Neurology is an exciting and challenging field. It encompasses all disorders of the brain and nervous system, parts of the body about which our knowledge is growing but still limited. The qualities of a neurologist can be summed up by the three C's: curious, compassionate and committed.
Charles Flippen II, MD, a neurologist and director of the Neurology Residency Program at the David Geffen School of Medicine at UCLA, describes how these qualities are at the core of every neurologist's work.
"It's rare for a problem to unfold in front of you; you have to do detective work," he explains. "You have to be curious about the patients' stories. We don't have cures for many disorders, so you have to be compassionate and provide the best care for as long as you can. Finally, you must be committed. There's never a time when you say there's nothing you can do."
Developing patient relationships
Neurologists spend a lot of time with each patient, as much as 45 minutes for a new patient visit.
"You have to want to hear patients' stories and listen intently," Dr. Flippen says. Diagnosing patients is a lot like solving puzzles. Neurologists have to hear all the tiny details to narrow down where in the nervous system the problem originates and then narrow down possible diagnoses.
Dr. Flippen also adds "disciplined" to his list of the most important qualities of a neurologist. Disciplined in schooling, listening and follow-up.
"It takes time to narrow down possible diagnoses — you can't just rush in," he says. "It becomes automatic over time, but early on, you have to be patient."
Specialties for all personalities
After medical school, neurologists complete a one-year internship, followed by a neurology residency and then a fellowship to further specialize.
Dr. Flippen specializes in headache medicine, but there are subspecialties to suit every personality. For those who prefer a faster-paced environment, stroke may be the best fit. People with a greater interest in procedures may want to consider neurocritical care. Alzheimer's or behavioral neurology may be a better option for doctors who are less interested in procedures and who find long-term, complex puzzles satisfying.
There are opportunities to work in community practice, research, academic medicine, tertiary care centers and county hospitals, giving physicians access to a wide array of patients. The field continues to grow with advances in scientists' understanding of how the nervous system works and advances in treatment options, making it an exciting time to study, practice and research neurology.
Why study neurology?
The primary draw is the relationship with patients. Few physicians get the time with patients that neurologists do. Midway through medical school, Dr. Flippen watched a neurologist interact with patients during rounds, and began to consider changing his specialty from pediatrics to neurology.

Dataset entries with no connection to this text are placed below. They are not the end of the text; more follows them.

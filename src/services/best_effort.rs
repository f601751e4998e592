//! Best-effort enrichment steps

use std::future::Future;

use crate::error::{AppResult, DegradedNotification};

/// Collects the enrichment steps that failed during one workflow
#[derive(Debug, Default)]
pub struct BestEffort {
    degraded: Vec<DegradedNotification>,
}

impl BestEffort {
    pub fn new() -> Self {
        Self::default()
    }

    /// Await `step`; on failure log it, record it under `name` and return `None`
    pub async fn run<T, F>(&mut self, name: &str, step: F) -> Option<T>
    where
        F: Future<Output = AppResult<T>>,
    {
        match step.await {
            Ok(value) => Some(value),
            Err(e) => {
                tracing::warn!("Notification enrichment step {} failed: {}", name, e);
                self.degraded.push(DegradedNotification {
                    step: name.to_string(),
                    reason: e.to_string(),
                });
                None
            }
        }
    }

    /// Record a step that completed but produced nothing usable
    pub fn missing(&mut self, name: &str, reason: impl Into<String>) {
        let reason = reason.into();
        tracing::warn!("Notification enrichment step {} returned nothing: {}", name, reason);
        self.degraded.push(DegradedNotification {
            step: name.to_string(),
            reason,
        });
    }

    pub fn into_degraded(self) -> Vec<DegradedNotification> {
        self.degraded
    }
}

#[cfg(test)]
mod tests {
    use super::*;
    use crate::error::AppError;

    #[tokio::test]
    async fn test_run_keeps_value_or_records_failure() {
        let mut best_effort = BestEffort::new();

        let ok = best_effort.run("first", async { Ok::<_, AppError>(7) }).await;
        let failed: Option<i32> = best_effort
            .run("second", async { Err(AppError::Directory("timed out".into())) })
            .await;
        best_effort.missing("third", "empty body");

        assert_eq!(ok, Some(7));
        assert_eq!(failed, None);
        let degraded = best_effort.into_degraded();
        assert_eq!(degraded.len(), 2);
        assert_eq!(degraded[0].step, "second");
        assert!(degraded[0].reason.contains("timed out"));
        assert_eq!(degraded[1].step, "third");
    }
}
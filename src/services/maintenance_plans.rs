//! Maintenance plan reconciliation

use std::sync::Arc;

use uuid::Uuid;

use crate::{
    error::{AppError, AppResult},
    models::{MaintenancePlan, MaintenancePlanInput},
    repository::EquipmentStore,
};

/// Merges a submitted plan list into the stored plans of one equipment unit
pub struct PlanReconciler {
    store: Arc<dyn EquipmentStore>,
}

impl PlanReconciler {
    pub fn new(store: Arc<dyn EquipmentStore>) -> Self {
        Self { store }
    }

    /// Reject the submission unless every referenced spare part exists
    pub async fn check_spare_parts(&self, submitted: &[MaintenancePlanInput]) -> AppResult<()> {
        let mut ids: Vec<Uuid> = Vec::new();
        for id in submitted.iter().filter_map(|plan| plan.spare_part_id) {
            if !ids.contains(&id) {
                ids.push(id);
            }
        }
        if ids.is_empty() {
            return Ok(());
        }

        let found = self.store.spare_parts_find_by_ids(&ids).await?;
        if let Some(missing) = ids.iter().find(|id| !found.iter().any(|part| part.id == **id)) {
            return Err(AppError::InvalidReference(format!(
                "Spare part {} does not exist",
                missing
            )));
        }
        Ok(())
    }

    /// Apply `submitted` in input order and return the resulting plan list.
    ///
    /// A plan whose ID is already stored is overwritten in place (date,
    /// description, spare part). Any other plan is persisted as a new record
    /// owned by `equipment_id`, under its submitted ID when it has one.
    /// Stored plans missing from `submitted` are left untouched.
    ///
    /// Every lookup and reference check runs before the first write.
    pub async fn reconcile(
        &self,
        equipment_id: Uuid,
        submitted: Vec<MaintenancePlanInput>,
    ) -> AppResult<Vec<MaintenancePlan>> {
        self.check_spare_parts(&submitted).await?;

        let mut pending = Vec::with_capacity(submitted.len());
        let (mut updated, mut created) = (0usize, 0usize);

        for input in submitted {
            let existing = match input.id {
                Some(id) => self.store.maintenance_plan_get(id).await?,
                None => None,
            };

            let plan = match existing {
                Some(mut plan) => {
                    plan.maintenance_date = input.maintenance_date;
                    plan.description = input.description;
                    plan.spare_part_id = input.spare_part_id;
                    updated += 1;
                    plan
                }
                None => {
                    created += 1;
                    input.into_new_plan(equipment_id)
                }
            };
            pending.push(plan);
        }

        let mut result = Vec::with_capacity(pending.len());
        for plan in &pending {
            result.push(self.store.maintenance_plan_save(plan).await?);
        }

        tracing::debug!(
            "Reconciled maintenance plans of {}: {} updated, {} created",
            equipment_id,
            updated,
            created
        );
        Ok(result)
    }
}
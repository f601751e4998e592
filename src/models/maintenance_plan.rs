//! Preventive maintenance plan model

use chrono::{DateTime, NaiveDate, Utc};
use serde::{Deserialize, Deserializer, Serialize};
use utoipa::ToSchema;
use uuid::Uuid;

/// Maintenance plan record
#[derive(Debug, Clone, PartialEq, Serialize, Deserialize, ToSchema)]
pub struct MaintenancePlan {
    pub id: Uuid,
    pub equipment_id: Uuid,
    pub maintenance_date: Option<NaiveDate>,
    pub description: Option<String>,
    pub spare_part_id: Option<Uuid>,
    pub crea_date: Option<DateTime<Utc>>,
    pub modif_date: Option<DateTime<Utc>>,
}

/// Submitted maintenance plan; a missing or empty `id` means "new"
#[derive(Debug, Clone, Default, Deserialize, ToSchema)]
pub struct MaintenancePlanInput {
    #[serde(default, deserialize_with = "empty_string_as_none")]
    pub id: Option<Uuid>,
    pub maintenance_date: Option<NaiveDate>,
    pub description: Option<String>,
    pub spare_part_id: Option<Uuid>,
}

impl MaintenancePlanInput {
    /// Materialize a brand-new record owned by `equipment_id`
    pub fn into_new_plan(self, equipment_id: Uuid) -> MaintenancePlan {
        let now = Utc::now();
        MaintenancePlan {
            id: self.id.unwrap_or_else(Uuid::new_v4),
            equipment_id,
            maintenance_date: self.maintenance_date,
            description: self.description,
            spare_part_id: self.spare_part_id,
            crea_date: Some(now),
            modif_date: Some(now),
        }
    }
}

fn empty_string_as_none<'de, D>(deserializer: D) -> Result<Option<Uuid>, D::Error>
where
    D: Deserializer<'de>,
{
    let raw: Option<String> = Option::deserialize(deserializer)?;
    match raw.as_deref().map(str::trim) {
        None | Some("") => Ok(None),
        Some(value) => Uuid::parse_str(value)
            .map(Some)
            .map_err(serde::de::Error::custom),
    }
}
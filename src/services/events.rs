//! Event publication on the message bus

use std::sync::Mutex;

use redis::{aio::ConnectionManager, AsyncCommands, Client};
use serde::Serialize;
use serde_json::Value;

use crate::error::{AppError, AppResult};

/// Fire-and-forget publisher. Delivery failures are logged, never returned.
pub trait EventPublisher: Send + Sync {
    fn publish(&self, topic: &str, payload: Value);
}

/// Serialize `event` and hand it to `publisher`
pub fn emit<T: Serialize>(publisher: &dyn EventPublisher, topic: &str, event: &T) {
    match serde_json::to_value(event) {
        Ok(payload) => publisher.publish(topic, payload),
        Err(e) => tracing::error!("Failed to serialize event for {}: {}", topic, e),
    }
}

/// Redis pub/sub publisher
#[derive(Clone)]
pub struct RedisEventPublisher {
    connection: ConnectionManager,
}

impl RedisEventPublisher {
    /// Connect to Redis and check the connection
    pub async fn connect(url: &str) -> AppResult<Self> {
        let client = Client::open(url)
            .map_err(|e| AppError::Internal(format!("Failed to create Redis client: {}", e)))?;

        let mut connection = ConnectionManager::new(client)
            .await
            .map_err(|e| AppError::Internal(format!("Failed to connect to Redis: {}", e)))?;

        redis::cmd("PING")
            .query_async::<_, String>(&mut connection)
            .await
            .map_err(|e| AppError::Internal(format!("Redis connection test failed: {}", e)))?;

        Ok(Self { connection })
    }
}

impl EventPublisher for RedisEventPublisher {
    fn publish(&self, topic: &str, payload: Value) {
        let mut connection = self.connection.clone();
        let topic = topic.to_string();
        let message = payload.to_string();
        tokio::spawn(async move {
            match connection.publish::<_, _, i64>(&topic, message).await {
                Ok(receivers) => tracing::debug!("Published on {} to {} subscribers", topic, receivers),
                Err(e) => tracing::error!("Failed to publish on {}: {}", topic, e),
            }
        });
    }
}

/// Publisher keeping every event in memory, in publication order
#[derive(Default)]
pub struct InMemoryEventPublisher {
    events: Mutex<Vec<(String, Value)>>,
}

impl InMemoryEventPublisher {
    pub fn new() -> Self {
        Self::default()
    }

    pub fn published(&self) -> Vec<(String, Value)> {
        self.events.lock().unwrap_or_else(|poisoned| poisoned.into_inner()).clone()
    }

    /// Payloads published on `topic`
    pub fn on(&self, topic: &str) -> Vec<Value> {
        self.published()
            .into_iter()
            .filter(|(t, _)| t == topic)
            .map(|(_, payload)| payload)
            .collect()
    }
}

impl EventPublisher for InMemoryEventPublisher {
    fn publish(&self, topic: &str, payload: Value) {
        tracing::debug!("Recorded event on {}", topic);
        self.events
            .lock()
            .unwrap_or_else(|poisoned| poisoned.into_inner())
            .push((topic.to_string(), payload));
    }
}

"The doctor carefully listened to and examined each patient with care," he remembers. "The patients' problems were intriguing, and that doctor-patient relationship aligned with what I always imagined being a doctor was all about."
He went on to realize how much mystery still surrounds headaches, and what a difference it makes in people's lives when you can offer them help.
"There's an emotional payoff to working with people who have chronic painful conditions," he says.
Dr. Flippen encourages all medical students to pay attention to how neuroscience plays a part in each field they study. Every organ is connected to the brain, and understanding how the brain works is crucial to understanding how the body works as a whole. Students can seek out a neurologist to observe to find out if neurology may be a good fit.
"Neurology is intellectually satisfying, and the connections we make with patients keep us interested and excited in our work," he explains. "The patient is always at the center of everything we do."